| TASK BRIEF |
Set down the listing below verbatim, but only from its first line through the line containing "shapeql compile shop.json".

| RECORDS SUPPLIED |
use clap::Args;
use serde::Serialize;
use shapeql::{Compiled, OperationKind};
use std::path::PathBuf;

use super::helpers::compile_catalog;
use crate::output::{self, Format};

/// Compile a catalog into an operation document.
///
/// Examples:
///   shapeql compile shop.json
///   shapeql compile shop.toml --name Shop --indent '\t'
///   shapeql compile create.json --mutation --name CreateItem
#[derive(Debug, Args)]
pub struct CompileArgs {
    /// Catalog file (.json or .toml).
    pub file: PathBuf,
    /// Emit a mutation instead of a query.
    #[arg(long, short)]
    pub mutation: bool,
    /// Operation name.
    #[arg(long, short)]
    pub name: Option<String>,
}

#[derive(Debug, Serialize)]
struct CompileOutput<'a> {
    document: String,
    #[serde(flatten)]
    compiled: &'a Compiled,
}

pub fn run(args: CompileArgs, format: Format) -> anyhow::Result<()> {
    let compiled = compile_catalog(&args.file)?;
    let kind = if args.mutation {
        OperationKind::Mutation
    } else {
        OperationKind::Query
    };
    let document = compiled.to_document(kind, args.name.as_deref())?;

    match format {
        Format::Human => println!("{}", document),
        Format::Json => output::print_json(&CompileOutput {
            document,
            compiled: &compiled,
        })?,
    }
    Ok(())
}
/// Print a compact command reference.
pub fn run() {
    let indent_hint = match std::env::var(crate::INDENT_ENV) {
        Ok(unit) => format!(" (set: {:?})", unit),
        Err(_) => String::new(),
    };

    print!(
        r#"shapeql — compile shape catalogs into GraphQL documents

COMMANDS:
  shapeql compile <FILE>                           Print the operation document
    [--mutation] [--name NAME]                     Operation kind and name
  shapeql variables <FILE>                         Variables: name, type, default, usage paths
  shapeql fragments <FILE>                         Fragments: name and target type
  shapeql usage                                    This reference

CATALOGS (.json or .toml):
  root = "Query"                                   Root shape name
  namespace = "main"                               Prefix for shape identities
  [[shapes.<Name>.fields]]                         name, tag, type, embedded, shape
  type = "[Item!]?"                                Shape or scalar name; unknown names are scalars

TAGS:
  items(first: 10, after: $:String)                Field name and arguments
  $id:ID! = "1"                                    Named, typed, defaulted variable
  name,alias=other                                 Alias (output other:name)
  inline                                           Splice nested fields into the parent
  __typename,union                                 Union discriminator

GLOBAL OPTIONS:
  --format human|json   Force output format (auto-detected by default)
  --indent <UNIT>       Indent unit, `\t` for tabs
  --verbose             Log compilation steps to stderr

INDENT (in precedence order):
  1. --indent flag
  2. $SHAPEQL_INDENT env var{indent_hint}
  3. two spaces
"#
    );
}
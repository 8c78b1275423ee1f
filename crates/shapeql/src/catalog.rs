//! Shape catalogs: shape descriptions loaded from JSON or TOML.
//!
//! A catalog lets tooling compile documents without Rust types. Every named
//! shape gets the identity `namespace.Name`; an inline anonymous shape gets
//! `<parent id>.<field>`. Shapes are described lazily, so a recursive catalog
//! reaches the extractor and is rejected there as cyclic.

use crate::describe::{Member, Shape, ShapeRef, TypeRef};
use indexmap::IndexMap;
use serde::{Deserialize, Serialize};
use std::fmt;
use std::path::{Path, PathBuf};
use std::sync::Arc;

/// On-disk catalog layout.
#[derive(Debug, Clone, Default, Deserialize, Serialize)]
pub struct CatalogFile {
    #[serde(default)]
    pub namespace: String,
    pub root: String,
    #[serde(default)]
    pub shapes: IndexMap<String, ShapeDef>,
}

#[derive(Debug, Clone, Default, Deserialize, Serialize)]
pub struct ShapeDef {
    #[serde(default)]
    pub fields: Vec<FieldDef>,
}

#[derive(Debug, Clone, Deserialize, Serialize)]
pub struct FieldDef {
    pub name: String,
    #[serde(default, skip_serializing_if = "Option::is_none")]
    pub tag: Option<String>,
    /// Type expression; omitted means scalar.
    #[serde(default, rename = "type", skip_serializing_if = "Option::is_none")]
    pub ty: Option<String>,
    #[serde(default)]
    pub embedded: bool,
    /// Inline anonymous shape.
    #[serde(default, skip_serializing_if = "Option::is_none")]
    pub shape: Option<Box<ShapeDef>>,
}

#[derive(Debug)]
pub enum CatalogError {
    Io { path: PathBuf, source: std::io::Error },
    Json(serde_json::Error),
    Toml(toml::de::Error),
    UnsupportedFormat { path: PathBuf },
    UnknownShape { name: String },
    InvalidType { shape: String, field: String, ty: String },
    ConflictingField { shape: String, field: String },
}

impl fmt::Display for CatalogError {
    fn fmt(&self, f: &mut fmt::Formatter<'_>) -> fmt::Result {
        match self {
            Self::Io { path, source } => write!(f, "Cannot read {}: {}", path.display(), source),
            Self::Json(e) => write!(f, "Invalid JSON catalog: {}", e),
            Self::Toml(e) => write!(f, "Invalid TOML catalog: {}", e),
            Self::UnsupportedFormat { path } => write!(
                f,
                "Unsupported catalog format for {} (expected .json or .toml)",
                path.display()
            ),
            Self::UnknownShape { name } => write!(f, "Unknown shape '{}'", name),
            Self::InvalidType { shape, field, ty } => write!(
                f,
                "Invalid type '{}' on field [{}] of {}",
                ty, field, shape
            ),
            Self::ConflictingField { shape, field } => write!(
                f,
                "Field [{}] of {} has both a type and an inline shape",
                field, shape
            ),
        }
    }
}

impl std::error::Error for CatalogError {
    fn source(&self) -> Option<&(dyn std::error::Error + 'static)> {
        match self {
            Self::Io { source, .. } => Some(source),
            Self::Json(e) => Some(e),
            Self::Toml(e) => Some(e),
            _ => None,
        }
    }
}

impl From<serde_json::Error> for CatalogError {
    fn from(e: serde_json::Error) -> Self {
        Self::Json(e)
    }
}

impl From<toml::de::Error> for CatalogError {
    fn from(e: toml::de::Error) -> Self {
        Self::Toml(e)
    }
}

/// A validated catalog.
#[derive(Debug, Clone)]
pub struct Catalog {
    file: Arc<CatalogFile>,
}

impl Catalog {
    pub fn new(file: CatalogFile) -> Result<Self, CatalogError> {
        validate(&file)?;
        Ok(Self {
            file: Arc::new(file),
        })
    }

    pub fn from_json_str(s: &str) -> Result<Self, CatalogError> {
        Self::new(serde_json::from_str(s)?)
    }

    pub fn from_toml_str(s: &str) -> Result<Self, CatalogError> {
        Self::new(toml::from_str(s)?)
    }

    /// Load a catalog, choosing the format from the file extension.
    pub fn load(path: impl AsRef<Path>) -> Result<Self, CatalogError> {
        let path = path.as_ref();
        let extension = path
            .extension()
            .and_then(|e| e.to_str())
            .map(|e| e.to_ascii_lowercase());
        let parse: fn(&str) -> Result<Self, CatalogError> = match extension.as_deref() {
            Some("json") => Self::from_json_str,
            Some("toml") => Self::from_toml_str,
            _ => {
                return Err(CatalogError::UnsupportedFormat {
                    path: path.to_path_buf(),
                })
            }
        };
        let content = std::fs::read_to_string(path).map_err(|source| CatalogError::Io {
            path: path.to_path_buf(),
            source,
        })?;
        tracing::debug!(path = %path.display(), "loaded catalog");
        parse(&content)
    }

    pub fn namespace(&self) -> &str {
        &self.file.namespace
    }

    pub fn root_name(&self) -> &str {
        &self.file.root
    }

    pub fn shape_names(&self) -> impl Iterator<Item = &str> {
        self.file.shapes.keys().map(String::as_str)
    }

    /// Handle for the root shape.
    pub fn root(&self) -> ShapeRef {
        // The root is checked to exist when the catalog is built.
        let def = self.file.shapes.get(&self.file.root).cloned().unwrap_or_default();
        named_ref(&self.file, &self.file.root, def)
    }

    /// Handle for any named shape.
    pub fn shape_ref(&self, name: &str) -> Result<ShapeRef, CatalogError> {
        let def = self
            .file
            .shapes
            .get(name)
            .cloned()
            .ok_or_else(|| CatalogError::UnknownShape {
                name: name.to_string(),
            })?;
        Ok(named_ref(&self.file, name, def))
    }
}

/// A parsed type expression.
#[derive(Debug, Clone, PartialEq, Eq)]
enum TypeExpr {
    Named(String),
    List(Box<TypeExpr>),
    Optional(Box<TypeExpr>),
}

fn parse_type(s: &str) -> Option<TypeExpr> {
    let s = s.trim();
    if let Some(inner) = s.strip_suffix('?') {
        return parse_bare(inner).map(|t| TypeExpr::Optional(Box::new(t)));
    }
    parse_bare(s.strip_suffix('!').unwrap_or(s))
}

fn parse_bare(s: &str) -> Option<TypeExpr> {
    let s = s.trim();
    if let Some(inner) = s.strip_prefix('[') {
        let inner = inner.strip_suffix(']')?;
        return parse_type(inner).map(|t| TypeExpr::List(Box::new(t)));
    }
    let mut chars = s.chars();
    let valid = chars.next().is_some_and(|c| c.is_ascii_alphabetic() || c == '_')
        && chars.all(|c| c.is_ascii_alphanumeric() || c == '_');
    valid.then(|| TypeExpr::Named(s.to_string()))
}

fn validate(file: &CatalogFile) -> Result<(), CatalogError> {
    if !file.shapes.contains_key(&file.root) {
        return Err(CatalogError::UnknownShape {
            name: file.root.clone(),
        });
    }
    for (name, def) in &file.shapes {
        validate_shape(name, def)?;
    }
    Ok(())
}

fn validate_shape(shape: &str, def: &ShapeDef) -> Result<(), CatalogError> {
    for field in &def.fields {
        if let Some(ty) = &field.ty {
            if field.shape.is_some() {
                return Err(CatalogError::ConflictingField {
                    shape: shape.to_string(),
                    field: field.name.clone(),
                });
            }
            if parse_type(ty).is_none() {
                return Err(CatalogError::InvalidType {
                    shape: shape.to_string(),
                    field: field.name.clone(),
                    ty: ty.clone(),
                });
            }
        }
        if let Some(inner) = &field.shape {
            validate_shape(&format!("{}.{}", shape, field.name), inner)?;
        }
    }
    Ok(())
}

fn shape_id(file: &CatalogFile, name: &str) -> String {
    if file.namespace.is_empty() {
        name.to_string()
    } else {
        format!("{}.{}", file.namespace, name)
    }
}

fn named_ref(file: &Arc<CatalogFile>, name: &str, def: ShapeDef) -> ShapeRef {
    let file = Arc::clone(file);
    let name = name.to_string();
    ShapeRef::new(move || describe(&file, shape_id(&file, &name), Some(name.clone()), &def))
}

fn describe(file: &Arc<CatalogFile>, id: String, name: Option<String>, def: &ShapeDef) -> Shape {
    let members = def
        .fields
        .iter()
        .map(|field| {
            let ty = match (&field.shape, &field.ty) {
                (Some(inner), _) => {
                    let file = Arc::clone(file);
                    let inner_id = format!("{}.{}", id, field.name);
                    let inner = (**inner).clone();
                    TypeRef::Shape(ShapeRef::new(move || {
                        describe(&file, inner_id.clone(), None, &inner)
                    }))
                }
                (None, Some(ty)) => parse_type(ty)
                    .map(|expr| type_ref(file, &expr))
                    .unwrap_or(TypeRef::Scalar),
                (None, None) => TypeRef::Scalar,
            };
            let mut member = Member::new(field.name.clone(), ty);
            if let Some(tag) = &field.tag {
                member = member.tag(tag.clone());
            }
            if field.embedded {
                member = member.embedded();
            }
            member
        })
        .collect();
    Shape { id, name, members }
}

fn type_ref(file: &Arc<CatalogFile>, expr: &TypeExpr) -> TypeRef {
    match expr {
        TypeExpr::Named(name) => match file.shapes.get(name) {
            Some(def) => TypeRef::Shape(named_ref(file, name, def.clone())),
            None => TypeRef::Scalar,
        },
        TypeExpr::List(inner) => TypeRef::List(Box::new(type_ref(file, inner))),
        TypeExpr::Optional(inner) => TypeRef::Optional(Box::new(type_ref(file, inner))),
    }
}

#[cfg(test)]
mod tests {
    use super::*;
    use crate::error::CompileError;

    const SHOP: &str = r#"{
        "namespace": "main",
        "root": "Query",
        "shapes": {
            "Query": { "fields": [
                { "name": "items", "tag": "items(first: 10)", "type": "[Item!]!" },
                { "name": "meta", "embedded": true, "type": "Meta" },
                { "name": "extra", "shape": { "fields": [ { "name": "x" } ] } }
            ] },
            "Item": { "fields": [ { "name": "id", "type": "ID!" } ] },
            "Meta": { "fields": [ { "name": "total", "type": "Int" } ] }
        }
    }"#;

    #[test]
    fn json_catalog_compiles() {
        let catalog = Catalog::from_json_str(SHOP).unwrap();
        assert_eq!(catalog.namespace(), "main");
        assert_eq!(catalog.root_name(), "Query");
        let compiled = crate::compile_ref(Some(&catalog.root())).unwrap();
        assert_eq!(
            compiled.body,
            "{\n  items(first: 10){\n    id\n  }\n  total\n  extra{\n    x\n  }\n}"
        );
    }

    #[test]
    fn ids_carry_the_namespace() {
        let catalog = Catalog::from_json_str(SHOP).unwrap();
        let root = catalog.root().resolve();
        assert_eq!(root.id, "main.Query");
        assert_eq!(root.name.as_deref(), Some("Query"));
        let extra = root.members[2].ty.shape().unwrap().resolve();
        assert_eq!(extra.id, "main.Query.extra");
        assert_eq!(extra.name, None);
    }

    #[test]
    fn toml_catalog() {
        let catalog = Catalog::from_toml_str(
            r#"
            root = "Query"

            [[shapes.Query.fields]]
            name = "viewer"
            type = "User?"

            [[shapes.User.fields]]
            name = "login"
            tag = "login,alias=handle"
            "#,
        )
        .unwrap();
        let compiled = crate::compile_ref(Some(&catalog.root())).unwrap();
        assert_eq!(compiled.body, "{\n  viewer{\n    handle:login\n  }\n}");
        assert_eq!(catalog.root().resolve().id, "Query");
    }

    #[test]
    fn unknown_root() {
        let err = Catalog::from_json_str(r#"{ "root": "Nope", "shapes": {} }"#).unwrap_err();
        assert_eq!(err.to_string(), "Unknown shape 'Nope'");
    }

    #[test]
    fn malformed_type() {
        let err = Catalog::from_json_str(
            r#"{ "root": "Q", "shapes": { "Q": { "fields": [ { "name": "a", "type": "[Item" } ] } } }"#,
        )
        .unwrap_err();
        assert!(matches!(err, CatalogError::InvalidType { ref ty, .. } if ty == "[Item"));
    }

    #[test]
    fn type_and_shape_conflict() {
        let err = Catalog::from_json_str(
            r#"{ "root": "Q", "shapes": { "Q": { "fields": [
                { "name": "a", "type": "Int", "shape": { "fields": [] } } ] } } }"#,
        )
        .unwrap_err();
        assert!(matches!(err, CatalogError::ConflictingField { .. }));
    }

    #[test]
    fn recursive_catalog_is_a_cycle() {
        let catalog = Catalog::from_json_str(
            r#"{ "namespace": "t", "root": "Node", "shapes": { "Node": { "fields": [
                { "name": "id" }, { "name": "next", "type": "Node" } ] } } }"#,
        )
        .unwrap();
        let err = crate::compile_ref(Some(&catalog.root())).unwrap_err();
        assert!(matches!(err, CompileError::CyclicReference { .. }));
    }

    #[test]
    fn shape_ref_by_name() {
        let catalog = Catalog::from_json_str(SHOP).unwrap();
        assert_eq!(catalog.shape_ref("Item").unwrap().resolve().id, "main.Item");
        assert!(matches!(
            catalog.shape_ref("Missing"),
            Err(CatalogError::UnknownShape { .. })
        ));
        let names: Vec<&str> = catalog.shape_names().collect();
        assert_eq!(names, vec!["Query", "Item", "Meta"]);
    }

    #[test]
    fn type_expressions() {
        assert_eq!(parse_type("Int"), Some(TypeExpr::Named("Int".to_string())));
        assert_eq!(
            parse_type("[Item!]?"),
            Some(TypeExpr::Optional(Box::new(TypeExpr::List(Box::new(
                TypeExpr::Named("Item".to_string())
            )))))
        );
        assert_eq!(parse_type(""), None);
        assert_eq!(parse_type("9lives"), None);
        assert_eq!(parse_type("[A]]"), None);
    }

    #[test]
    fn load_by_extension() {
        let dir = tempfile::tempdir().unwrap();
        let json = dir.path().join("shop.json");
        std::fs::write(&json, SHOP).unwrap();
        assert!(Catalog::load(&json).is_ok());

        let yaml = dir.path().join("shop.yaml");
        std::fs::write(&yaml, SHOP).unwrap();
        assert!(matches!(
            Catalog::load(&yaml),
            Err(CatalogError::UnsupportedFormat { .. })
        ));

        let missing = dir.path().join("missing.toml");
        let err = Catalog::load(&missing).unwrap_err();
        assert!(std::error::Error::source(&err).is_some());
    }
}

| RESULT OF THE EXERCISE |
use clap::Args;
use serde::Serialize;
use shapeql::{Compiled, OperationKind};
use std::path::PathBuf;

use super::helpers::compile_catalog;
use crate::output::{self, Format};

/// Compile a catalog into an operation document.
///
/// Examples:
///   shapeql compile shop.json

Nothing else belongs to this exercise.